I ran back to my car saying "Thank you...thank you...God bless you!!!" I had left the car running, go figure. Later Amy and me joked about what if someone had driven off with my car while I was talking to them. Anyways...
Once I got in my car, I started shouting "Thank you, Jesus! Thank you, Jesus!" and then instantaneously started sobbing and kept sobbing until I finally successfully did park somewhere else.
I had a weird unsettled feeling the rest of the morning as I worked alone in the office. Everyone else was doing standardized testing (this is the senior week off) and I was catching up on attendance.
Then, I tried to hang out a little after school by going to McDonald's with people...that didn't go so well. Me and Steve stood there at their table awkwardly (not enough room to sit down) and then I watched them do really stupid stuff. Like, I mean stupid. Finally again I can feel my heart being troubled at seeing my friends be...stupid.
So, I basically was lost in thought all the way home, spilled out the car story to my parents. They weren't worried about the car; my dad was just worried about me internally feeling pressured by other people in cars who are in a hurry wanting me to do something...

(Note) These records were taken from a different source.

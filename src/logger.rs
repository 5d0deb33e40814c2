// Copyright 2021 Twitter, Inc.
// Licensed under the Apache License, Version 2.0
// http://www.apache.org/licenses/LICENSE-2.0

use chrono::Local;
pub use log::Level;
use log::{Log, Metadata, Record, SetLoggerError};

/// A minimal stdout logger. Records at debug and below are tagged with their
/// module path, everything else with the configured label.
pub struct Logger {
    label: String,
    level: Level,
}

impl Default for Logger {
    fn default() -> Self {
        Self::new()
    }
}

impl Logger {
    pub fn new() -> Self {
        Self {
            label: env!("CARGO_PKG_NAME").to_owned(),
            level: Level::Info,
        }
    }

    pub fn label(mut self, label: &str) -> Self {
        self.label = label.to_owned();
        self
    }

    pub fn level(mut self, level: Level) -> Self {
        self.level = level;
        self
    }

    /// Install as the global logger. Fails if a logger is already set.
    pub fn init(self) -> Result<(), SetLoggerError> {
        let level = self.level;
        log::set_boxed_logger(Box::new(self))?;
        log::set_max_level(level.to_level_filter());
        Ok(())
    }

    fn format(&self, record: &Record) -> String {
        let target = if record.level() >= Level::Debug {
            record.target()
        } else {
            self.label.as_str()
        };
        format!(
            "{} {:<5} [{}] {}",
            Local::now().format("%Y-%m-%d %H:%M:%S%.3f"),
            record.level(),
            target,
            record.args()
        )
    }
}

impl Log for Logger {
    fn enabled(&self, metadata: &Metadata) -> bool {
        metadata.level() <= self.level
    }

    fn log(&self, record: &Record) {
        if self.enabled(record.metadata()) {
            println!("{}", self.format(record));
        }
    }

    fn flush(&self) {}
}
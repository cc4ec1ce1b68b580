// Copyright 2026 QubitOS Contributors
// SPDX-License-Identifier: Apache-2.0

//! Dense complex linear-algebra helpers shared by the solvers.
//!
//! Products, sums and tensor products come from `ndarray`; this module only
//! adds the handful of quantum-mechanics conveniences built on top of them.

pub mod expm;

use ndarray::{Array1, Array2};
use num_complex::Complex64;

pub use expm::matrix_exp;

/// Conjugate transpose (dagger) of a matrix.
pub fn dagger(m: &Array2<Complex64>) -> Array2<Complex64> {
    m.t().mapv(|z| z.conj())
}

/// Kronecker (tensor) product A ⊗ B.
pub fn kron(a: &Array2<Complex64>, b: &Array2<Complex64>) -> Array2<Complex64> {
    ndarray::linalg::kron(a, b)
}

/// d × d identity.
pub fn identity(d: usize) -> Array2<Complex64> {
    Array2::from_diag_elem(d, Complex64::new(1.0, 0.0))
}

/// Commutator [A, B] = AB − BA.
pub fn commutator(a: &Array2<Complex64>, b: &Array2<Complex64>) -> Array2<Complex64> {
    a.dot(b) - b.dot(a)
}

/// Trace of a square matrix.
pub fn trace(m: &Array2<Complex64>) -> Complex64 {
    m.diag().sum()
}

/// Euclidean norm ‖ψ‖.
pub fn ket_norm(psi: &Array1<Complex64>) -> f64 {
    psi.iter().map(|z| z.norm_sqr()).sum::<f64>().sqrt()
}

/// ⟨ψ|O|ψ⟩ (real part; O is assumed Hermitian and ψ normalized).
pub fn ket_expectation(op: &Array2<Complex64>, psi: &Array1<Complex64>) -> f64 {
    let o_psi = op.dot(psi);
    psi.iter()
        .zip(o_psi.iter())
        .map(|(a, b)| a.conj() * b)
        .sum::<Complex64>()
        .re
}

/// Tr(O ρ) (real part).
pub fn density_expectation(op: &Array2<Complex64>, rho: &Array2<Complex64>) -> f64 {
    // Tr(Oρ) = Σ_ij O_ij ρ_ji, avoiding the full product
    let mut acc = Complex64::new(0.0, 0.0);
    for ((i, j), o) in op.indexed_iter() {
        acc += o * rho[[j, i]];
    }
    acc.re
}

/// |ψ⟩⟨ψ|.
pub fn outer(psi: &Array1<Complex64>) -> Array2<Complex64> {
    let d = psi.len();
    Array2::from_shape_fn((d, d), |(i, j)| psi[i] * psi[j].conj())
}

/// max |M − M†| over all elements.
pub fn hermiticity_deviation(m: &Array2<Complex64>) -> f64 {
    m.indexed_iter()
        .map(|((i, j), z)| (z - m[[j, i]].conj()).norm())
        .fold(0.0, f64::max)
}

/// True if every element is finite.
pub fn all_finite<'a, I>(values: I) -> bool
where
    I: IntoIterator<Item = &'a Complex64>,
{
    values.into_iter().all(|z| z.is_finite())
}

So, I came home and retreated. I got under a blanket, put on my iPod, and read my big, thick Jane Austen. Then I tried to take a nap. And I didn't really rest.
I think I'm lonely. I can tell--a little window just popped up the corner of my screen saying that a sweet friend I haven't seen in a while is online, and I started crying.
I don't understand where I am. I don't understand what's wrong with what I'm doing. At my age, your life is pretty much totally under the eye of your parents...when one or both of them seems displeased but you can't figure out why...I'm not sure it can get any more confusing. You know, when nothing you do feels right and you're not sure what you should try to do.
My performance is canceled. Something happened to our accompanist and they can't find another one, so we don't get to sing in the Honors Recital that we've been working so hard for. My dad sees it as no accident, since we were set to sing a medley from Sweeney Todd. Let's just say it has some very dark themes.
I feel like it's time to start over. Can we hit a restart button? hehe... No, we can't. But that's okay, because the Lord is always who He is. And He will work everything for the good... This song became an invitation again today:
"Come here and cry on My shoulder
I'll hold you 'til it's over.
I'll rescue you tonight.
Let My arms be your shelter, your Hiding Place forever
I'll love you more than life.
You're wearing a frown, giving up on hope
My heart is reaching out more than you will ever know.
Is your burden too much? Is it more than you can bear?
I'll help carry the load, if you're willing to share
You no longer have to say..."No one's listening anyway"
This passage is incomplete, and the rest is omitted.